**YOUR TASK**
The full set of records must be returned exactly, character for character.

(Dataset entries)
//! Remote session start/stop through the session command facade

use std::sync::Arc;

use axum::{extract::State, http::StatusCode, Json};
use serde::{Deserialize, Serialize};
use tracing::warn;

use super::common::ApiResponse;
use crate::application::services::{
    SessionCommandFacade, StartOutcome, StopReasonStore, STOP_BY_SERVER,
};
use crate::domain::RepositoryProvider;

#[derive(Clone)]
pub struct SessionsState {
    pub facade: Arc<SessionCommandFacade>,
    pub stop_reasons: Arc<StopReasonStore>,
    pub repos: Arc<dyn RepositoryProvider>,
}

#[derive(Debug, Deserialize)]
#[serde(rename_all = "camelCase")]
pub struct StartSessionRequest {
    pub charge_box_id: String,
    #[serde(default = "default_connector")]
    pub connector_id: u32,
    pub id_tag: String,
}

fn default_connector() -> u32 {
    1
}

#[derive(Debug, Deserialize)]
#[serde(rename_all = "camelCase")]
pub struct StopSessionRequest {
    pub transaction_id: i32,
}

#[derive(Debug, Serialize)]
pub struct CommandResponse {
    pub status: String,
    #[serde(skip_serializing_if = "Option::is_none")]
    pub message: Option<String>,
}

type ApiResult = (StatusCode, Json<ApiResponse<CommandResponse>>);

fn failure(status: StatusCode, message: impl Into<String>) -> ApiResult {
    (status, Json(ApiResponse::error(message)))
}

/// `POST /api/sessions/start`
pub async fn start_session(
    State(state): State<SessionsState>,
    Json(request): Json<StartSessionRequest>,
) -> ApiResult {
    match state
        .facade
        .start_session(&request.charge_box_id, request.connector_id, &request.id_tag)
        .await
    {
        StartOutcome::Dispatched(status) => {
            let message = if status.is_accepted() {
                "Remote start accepted"
            } else {
                "Remote start rejected by charge point"
            };
            (
                StatusCode::OK,
                Json(ApiResponse::success(CommandResponse {
                    status: status.to_string(),
                    message: Some(message.to_string()),
                })),
            )
        }
        StartOutcome::Rejected(rejection) => {
            failure(StatusCode::CONFLICT, rejection.user_message())
        }
        StartOutcome::Failed(e) => failure(StatusCode::BAD_GATEWAY, e.to_string()),
    }
}

/// `POST /api/sessions/stop`: operator stop, recorded as a server stop.
pub async fn stop_session(
    State(state): State<SessionsState>,
    Json(request): Json<StopSessionRequest>,
) -> ApiResult {
    let tx = match state.repos.transactions().find_by_id(request.transaction_id).await {
        Ok(Some(tx)) => tx,
        Ok(None) => {
            return failure(
                StatusCode::NOT_FOUND,
                format!("Transaction {} not found", request.transaction_id),
            )
        }
        Err(e) => return failure(StatusCode::INTERNAL_SERVER_ERROR, e.to_string()),
    };
    if !tx.is_open() {
        return failure(
            StatusCode::CONFLICT,
            format!("Transaction {} is already stopped", tx.id),
        );
    }

    state.stop_reasons.put(tx.id, STOP_BY_SERVER);
    match state
        .facade
        .stop_session(&tx.connector.charge_box_id, tx.connector.connector_id, tx.id)
        .await
    {
        Ok(status) => (
            StatusCode::OK,
            Json(ApiResponse::success(CommandResponse {
                status: status.to_string(),
                message: None,
            })),
        ),
        Err(e) => {
            state.stop_reasons.take(tx.id);
            warn!(transaction_id = tx.id, error = %e, "Operator stop not delivered");
            failure(StatusCode::BAD_GATEWAY, e.to_string())
        }
    }
}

**ANSWER SPACE**
//! Remote session start/stop through the session command facade

use std::sync::Arc;

use axum::{extract::State, http::StatusCode, Json};
use serde::{Deserialize, Serialize};
use tracing::warn;

use super::common::ApiResponse;
use crate::application::services::{
    SessionCommandFacade, StartOutcome, StopReasonStore, STOP_BY_SERVER,
};
use crate::domain::RepositoryProvider;

#[derive(Clone)]
pub struct SessionsState {
    pub facade: Arc<SessionCommandFacade>,
    pub stop_reasons: Arc<StopReasonStore>,
    pub repos: Arc<dyn RepositoryProvider>,
}

#[derive(Debug, Deserialize)]
#[serde(rename_all = "camelCase")]
pub struct StartSessionRequest {
    pub charge_box_id: String,
    #[serde(default = "default_connector")]
    pub connector_id: u32,
    pub id_tag: String,
}

fn default_connector() -> u32 {
    1
}

#[derive(Debug, Deserialize)]
#[serde(rename_all = "camelCase")]
pub struct StopSessionRequest {
    pub transaction_id: i32,
}

#[derive(Debug, Serialize)]
pub struct CommandResponse {
    pub status: String,
    #[serde(skip_serializing_if = "Option::is_none")]
    pub message: Option<String>,
}

type ApiResult = (StatusCode, Json<ApiResponse<CommandResponse>>);

fn failure(status: StatusCode, message: impl Into<String>) -> ApiResult {
    (status, Json(ApiResponse::error(message)))
}

/// `POST /api/sessions/start`
pub async fn start_session(
    State(state): State<SessionsState>,
    Json(request): Json<StartSessionRequest>,
) -> ApiResult {
    match state
        .facade
        .start_session(&request.charge_box_id, request.connector_id, &request.id_tag)
        .await
    {
        StartOutcome::Dispatched(status) => {
            let message = if status.is_accepted() {
                "Remote start accepted"
            } else {
                "Remote start rejected by charge point"
            };
            (
                StatusCode::OK,
                Json(ApiResponse::success(CommandResponse {
                    status: status.to_string(),
                    message: Some(message.to_string()),
                })),
            )
        }
        StartOutcome::Rejected(rejection) => {
            failure(StatusCode::CONFLICT, rejection.user_message())
        }
        StartOutcome::Failed(e) => failure(StatusCode::BAD_GATEWAY, e.to_string()),
    }
}

/// `POST /api/sessions/stop`: operator stop, recorded as a server stop.
pub async fn stop_session(
    State(state): State<SessionsState>,
    Json(request): Json<StopSessionRequest>,
) -> ApiResult {
    let tx = match state.repos.transactions().find_by_id(request.transaction_id).await {
        Ok(Some(tx)) => tx,
        Ok(None) => {
            return failure(
                StatusCode::NOT_FOUND,
                format!("Transaction {} not found", request.transaction_id),
            )
        }
        Err(e) => return failure(StatusCode::INTERNAL_SERVER_ERROR, e.to_string()),
    };
    if !tx.is_open() {
        return failure(
            StatusCode::CONFLICT,
            format!("Transaction {} is already stopped", tx.id),
        );
    }

    state.stop_reasons.put(tx.id, STOP_BY_SERVER);
    match state
        .facade
        .stop_session(&tx.connector.charge_box_id, tx.connector.connector_id, tx.id)
        .await
    {
        Ok(status) => (
            StatusCode::OK,
            Json(ApiResponse::success(CommandResponse {
                status: status.to_string(),
                message: None,
            })),
        ),
        Err(e) => {
            state.stop_reasons.take(tx.id);
            warn!(transaction_id = tx.id, error = %e, "Operator stop not delivered");
            failure(StatusCode::BAD_GATEWAY, e.to_string())
        }
    }
}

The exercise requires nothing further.